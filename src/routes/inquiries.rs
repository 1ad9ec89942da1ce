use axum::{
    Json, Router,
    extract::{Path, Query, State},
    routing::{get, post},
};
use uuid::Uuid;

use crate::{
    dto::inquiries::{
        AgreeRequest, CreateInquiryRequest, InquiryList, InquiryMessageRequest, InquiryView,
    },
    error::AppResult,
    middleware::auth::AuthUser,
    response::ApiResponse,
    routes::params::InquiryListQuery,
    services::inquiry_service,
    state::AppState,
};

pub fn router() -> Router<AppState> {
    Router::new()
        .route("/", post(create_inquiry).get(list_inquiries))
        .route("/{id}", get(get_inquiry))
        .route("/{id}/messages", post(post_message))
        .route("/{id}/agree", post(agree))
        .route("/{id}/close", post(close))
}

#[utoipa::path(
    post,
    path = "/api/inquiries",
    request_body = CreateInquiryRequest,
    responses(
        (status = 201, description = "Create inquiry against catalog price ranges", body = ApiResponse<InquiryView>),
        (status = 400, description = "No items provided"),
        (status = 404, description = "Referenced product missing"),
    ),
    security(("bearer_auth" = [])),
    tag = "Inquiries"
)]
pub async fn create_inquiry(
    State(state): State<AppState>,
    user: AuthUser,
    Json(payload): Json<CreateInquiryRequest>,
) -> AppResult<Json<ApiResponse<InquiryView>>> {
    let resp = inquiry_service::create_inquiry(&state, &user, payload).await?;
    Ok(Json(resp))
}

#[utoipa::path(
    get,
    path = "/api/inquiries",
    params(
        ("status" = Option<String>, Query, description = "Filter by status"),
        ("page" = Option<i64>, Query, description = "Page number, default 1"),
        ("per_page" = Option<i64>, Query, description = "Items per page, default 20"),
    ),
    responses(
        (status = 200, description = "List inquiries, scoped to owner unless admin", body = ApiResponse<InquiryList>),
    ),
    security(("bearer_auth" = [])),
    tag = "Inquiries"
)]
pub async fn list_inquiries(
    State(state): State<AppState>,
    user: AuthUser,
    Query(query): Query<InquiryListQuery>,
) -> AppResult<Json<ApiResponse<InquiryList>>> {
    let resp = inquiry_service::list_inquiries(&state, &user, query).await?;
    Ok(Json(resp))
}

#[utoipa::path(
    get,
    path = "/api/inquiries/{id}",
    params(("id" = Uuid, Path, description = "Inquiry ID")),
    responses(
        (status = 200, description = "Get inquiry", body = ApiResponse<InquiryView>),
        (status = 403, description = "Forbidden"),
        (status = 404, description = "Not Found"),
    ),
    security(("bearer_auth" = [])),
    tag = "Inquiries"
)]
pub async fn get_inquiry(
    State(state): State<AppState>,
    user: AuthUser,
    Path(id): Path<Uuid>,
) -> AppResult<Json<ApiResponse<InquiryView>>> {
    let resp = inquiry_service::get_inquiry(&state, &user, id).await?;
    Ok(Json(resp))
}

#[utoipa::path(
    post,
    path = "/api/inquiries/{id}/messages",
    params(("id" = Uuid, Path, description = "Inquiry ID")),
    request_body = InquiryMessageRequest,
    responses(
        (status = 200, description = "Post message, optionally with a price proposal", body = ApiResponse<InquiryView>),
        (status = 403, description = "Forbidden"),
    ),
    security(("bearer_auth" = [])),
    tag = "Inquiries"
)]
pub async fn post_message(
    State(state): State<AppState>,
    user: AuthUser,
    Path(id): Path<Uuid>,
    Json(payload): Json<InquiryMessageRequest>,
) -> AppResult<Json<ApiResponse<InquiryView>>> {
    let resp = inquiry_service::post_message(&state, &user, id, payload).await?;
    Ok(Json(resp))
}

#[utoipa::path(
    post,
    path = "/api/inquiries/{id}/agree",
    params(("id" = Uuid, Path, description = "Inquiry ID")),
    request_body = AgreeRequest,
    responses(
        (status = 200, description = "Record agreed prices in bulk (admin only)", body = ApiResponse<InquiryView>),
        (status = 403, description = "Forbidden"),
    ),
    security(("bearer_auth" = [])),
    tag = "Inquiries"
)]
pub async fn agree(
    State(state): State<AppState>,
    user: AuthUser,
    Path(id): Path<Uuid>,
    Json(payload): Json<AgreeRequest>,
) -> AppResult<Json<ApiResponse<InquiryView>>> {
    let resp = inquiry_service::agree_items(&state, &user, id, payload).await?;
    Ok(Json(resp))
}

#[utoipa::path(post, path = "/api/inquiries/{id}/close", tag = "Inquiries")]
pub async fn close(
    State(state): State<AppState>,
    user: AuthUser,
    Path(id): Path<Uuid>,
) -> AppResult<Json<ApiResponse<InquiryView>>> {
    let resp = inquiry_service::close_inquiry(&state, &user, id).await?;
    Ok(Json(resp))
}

^^^^^^^^

• EXERCISE
Which lines in the listing hold the word "default"? Copy them out.

• EXERCISE RESULT
        ("page" = Option<i64>, Query, description = "Page number, default 1"),
        ("per_page" = Option<i64>, Query, description = "Items per page, default 20"),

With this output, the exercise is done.